» Instructions to follow:
The records follow. Filter them to the lines that hold "PgConnectOptions".

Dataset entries
▬▬▬▬▬▬▬▬▬▬

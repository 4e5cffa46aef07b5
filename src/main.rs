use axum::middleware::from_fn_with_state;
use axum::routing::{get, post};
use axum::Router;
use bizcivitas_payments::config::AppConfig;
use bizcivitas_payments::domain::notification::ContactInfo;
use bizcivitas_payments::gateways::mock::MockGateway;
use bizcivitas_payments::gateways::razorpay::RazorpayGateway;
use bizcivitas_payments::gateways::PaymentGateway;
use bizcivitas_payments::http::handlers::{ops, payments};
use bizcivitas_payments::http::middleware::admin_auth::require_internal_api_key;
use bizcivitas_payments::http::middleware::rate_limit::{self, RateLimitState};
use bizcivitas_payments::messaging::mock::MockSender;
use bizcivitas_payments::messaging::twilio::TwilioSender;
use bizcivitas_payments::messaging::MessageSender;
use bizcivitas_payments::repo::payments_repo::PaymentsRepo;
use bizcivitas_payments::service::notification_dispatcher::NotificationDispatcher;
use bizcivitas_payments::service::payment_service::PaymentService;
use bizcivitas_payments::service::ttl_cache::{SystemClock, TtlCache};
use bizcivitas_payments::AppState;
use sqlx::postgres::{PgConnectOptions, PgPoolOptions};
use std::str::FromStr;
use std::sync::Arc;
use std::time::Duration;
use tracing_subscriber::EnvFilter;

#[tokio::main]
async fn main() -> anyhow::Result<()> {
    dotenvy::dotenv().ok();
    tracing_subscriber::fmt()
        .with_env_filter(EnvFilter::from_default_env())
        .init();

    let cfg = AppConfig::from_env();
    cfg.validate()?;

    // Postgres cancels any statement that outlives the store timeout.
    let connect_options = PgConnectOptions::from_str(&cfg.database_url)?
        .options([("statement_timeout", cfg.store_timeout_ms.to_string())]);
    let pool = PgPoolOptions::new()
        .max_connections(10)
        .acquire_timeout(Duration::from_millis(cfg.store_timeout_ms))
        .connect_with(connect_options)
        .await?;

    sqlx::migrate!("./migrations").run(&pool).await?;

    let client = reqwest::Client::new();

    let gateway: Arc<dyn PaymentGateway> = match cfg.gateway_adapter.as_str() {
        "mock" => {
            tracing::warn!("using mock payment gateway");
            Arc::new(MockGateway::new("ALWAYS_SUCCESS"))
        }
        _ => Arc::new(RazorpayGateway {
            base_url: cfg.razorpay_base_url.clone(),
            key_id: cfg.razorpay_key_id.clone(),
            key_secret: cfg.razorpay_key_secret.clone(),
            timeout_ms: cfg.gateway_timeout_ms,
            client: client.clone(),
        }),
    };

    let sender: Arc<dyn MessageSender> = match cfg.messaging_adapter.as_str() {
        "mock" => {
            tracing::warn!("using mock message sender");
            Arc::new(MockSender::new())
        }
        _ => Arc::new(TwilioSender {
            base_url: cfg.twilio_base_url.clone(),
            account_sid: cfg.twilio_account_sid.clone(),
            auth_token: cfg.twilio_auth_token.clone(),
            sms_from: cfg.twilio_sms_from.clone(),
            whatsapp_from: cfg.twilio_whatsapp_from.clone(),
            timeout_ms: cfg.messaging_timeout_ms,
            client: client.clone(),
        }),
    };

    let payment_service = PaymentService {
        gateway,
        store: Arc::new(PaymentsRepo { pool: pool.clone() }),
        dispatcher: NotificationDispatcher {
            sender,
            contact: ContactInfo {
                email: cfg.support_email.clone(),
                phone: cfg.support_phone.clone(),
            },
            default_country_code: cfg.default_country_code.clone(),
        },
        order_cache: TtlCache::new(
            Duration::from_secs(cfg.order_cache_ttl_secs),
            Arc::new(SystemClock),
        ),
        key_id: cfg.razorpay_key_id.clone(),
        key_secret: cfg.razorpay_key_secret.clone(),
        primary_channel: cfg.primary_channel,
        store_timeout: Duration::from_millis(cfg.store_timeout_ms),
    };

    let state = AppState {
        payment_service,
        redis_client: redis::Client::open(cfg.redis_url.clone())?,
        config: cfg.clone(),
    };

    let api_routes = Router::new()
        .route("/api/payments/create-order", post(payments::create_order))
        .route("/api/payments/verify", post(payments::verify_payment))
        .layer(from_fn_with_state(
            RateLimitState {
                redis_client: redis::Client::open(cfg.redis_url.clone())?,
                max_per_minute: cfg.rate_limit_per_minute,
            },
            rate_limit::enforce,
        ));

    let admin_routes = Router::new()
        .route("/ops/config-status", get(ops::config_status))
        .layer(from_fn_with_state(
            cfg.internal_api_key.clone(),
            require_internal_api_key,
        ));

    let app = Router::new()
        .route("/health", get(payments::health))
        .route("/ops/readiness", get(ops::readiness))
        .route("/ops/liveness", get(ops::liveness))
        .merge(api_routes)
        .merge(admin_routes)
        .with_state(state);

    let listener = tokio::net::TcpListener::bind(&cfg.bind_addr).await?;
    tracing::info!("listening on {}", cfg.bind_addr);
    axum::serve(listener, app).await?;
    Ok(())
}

▬▬▬▬▬▬▬▬▬▬

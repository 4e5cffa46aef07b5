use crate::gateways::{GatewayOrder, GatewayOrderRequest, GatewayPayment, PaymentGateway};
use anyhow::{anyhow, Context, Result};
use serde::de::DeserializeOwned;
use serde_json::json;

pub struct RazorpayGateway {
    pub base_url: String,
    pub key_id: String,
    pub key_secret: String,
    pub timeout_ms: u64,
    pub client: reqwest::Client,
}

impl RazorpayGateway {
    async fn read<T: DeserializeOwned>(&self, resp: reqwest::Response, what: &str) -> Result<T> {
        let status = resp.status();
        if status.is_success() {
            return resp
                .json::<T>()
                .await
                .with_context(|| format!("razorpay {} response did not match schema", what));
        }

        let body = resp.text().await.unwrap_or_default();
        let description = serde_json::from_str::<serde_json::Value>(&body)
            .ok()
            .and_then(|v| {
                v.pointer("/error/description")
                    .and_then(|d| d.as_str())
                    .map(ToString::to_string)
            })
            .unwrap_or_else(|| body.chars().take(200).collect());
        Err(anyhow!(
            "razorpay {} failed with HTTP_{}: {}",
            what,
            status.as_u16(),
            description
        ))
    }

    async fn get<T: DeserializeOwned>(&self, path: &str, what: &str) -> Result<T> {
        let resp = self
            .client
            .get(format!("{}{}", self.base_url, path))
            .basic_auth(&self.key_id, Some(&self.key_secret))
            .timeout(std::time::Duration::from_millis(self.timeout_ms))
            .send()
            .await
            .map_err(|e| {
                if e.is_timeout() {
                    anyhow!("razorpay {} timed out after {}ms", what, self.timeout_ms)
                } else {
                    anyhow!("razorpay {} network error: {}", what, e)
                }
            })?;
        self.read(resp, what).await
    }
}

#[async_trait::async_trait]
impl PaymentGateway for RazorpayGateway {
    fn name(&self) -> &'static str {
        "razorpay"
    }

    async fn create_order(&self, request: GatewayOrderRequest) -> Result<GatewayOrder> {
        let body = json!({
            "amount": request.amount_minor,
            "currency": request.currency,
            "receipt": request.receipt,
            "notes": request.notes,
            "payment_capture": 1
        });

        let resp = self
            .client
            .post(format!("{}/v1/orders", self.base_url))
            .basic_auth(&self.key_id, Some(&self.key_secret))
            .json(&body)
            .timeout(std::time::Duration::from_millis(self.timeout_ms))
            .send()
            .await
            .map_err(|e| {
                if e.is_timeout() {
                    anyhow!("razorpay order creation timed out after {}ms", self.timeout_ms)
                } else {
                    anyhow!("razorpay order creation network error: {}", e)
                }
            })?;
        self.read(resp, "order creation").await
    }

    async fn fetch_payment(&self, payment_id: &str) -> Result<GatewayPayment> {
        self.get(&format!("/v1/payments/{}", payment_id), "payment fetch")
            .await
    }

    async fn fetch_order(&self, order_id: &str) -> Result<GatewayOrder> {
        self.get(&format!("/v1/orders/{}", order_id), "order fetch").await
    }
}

▬▬▬▬▬▬▬▬▬▬

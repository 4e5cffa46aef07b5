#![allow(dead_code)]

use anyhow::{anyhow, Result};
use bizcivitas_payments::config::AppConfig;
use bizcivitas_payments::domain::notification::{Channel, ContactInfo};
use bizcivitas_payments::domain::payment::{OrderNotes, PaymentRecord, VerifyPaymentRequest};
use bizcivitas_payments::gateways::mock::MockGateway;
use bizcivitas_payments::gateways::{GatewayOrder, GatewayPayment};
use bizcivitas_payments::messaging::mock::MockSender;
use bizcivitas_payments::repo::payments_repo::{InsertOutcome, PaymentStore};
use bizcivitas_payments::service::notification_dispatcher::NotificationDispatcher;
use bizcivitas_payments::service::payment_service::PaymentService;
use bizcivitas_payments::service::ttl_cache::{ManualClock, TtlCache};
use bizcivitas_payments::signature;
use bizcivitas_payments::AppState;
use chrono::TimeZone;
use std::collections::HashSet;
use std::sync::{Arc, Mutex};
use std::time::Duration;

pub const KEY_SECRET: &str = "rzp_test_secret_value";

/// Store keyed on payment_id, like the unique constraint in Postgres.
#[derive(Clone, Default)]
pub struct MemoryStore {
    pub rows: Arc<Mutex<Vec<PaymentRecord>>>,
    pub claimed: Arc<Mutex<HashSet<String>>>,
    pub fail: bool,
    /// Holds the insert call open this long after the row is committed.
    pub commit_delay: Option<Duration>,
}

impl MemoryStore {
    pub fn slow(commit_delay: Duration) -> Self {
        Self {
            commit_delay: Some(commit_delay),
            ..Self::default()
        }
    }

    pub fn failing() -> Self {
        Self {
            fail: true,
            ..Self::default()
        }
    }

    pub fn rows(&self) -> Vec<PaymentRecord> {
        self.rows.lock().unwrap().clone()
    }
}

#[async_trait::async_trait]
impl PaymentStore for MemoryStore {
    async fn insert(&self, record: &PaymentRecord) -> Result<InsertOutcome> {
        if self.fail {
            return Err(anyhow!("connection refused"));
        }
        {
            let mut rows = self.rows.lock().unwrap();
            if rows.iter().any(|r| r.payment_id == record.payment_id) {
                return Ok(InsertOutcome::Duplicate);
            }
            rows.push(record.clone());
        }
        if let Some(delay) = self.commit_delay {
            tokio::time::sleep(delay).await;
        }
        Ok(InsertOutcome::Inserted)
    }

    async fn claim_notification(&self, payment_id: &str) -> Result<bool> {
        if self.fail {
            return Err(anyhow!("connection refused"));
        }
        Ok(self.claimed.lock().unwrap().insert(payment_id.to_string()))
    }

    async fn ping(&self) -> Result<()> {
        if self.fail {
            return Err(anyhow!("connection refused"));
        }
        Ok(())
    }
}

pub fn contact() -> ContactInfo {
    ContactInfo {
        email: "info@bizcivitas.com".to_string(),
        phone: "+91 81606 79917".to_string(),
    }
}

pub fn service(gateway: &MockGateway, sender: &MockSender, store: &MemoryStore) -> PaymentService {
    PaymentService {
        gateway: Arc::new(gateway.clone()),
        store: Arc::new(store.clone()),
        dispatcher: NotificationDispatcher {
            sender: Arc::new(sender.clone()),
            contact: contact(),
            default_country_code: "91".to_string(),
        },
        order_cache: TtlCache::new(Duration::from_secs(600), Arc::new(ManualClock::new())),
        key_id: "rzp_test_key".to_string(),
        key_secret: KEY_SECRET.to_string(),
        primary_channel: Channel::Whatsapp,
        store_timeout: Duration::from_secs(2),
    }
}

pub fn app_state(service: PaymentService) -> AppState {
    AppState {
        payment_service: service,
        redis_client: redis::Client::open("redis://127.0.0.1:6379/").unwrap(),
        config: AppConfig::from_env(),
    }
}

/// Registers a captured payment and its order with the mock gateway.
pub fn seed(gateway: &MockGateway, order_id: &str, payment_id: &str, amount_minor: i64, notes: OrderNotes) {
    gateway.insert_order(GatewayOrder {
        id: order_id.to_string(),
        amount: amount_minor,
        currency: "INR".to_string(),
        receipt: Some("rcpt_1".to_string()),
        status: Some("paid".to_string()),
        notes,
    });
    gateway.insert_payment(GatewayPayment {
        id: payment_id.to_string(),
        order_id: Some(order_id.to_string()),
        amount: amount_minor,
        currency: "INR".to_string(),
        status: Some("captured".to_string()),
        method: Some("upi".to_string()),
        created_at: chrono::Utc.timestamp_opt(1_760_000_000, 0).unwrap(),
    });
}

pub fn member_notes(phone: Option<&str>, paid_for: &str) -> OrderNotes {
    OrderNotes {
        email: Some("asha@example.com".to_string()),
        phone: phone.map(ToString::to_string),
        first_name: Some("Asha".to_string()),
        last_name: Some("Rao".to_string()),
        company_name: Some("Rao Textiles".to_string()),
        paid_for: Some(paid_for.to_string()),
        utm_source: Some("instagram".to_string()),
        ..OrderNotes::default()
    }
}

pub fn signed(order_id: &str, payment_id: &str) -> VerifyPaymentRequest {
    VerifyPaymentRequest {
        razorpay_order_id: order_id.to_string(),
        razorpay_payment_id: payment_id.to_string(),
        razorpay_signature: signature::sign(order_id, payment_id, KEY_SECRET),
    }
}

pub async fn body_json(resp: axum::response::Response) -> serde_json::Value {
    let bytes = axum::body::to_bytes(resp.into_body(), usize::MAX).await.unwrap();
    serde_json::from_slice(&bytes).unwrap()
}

▬▬▬▬▬▬▬▬▬▬

» Answer area:
use sqlx::postgres::{PgConnectOptions, PgPoolOptions};
    let connect_options = PgConnectOptions::from_str(&cfg.database_url)?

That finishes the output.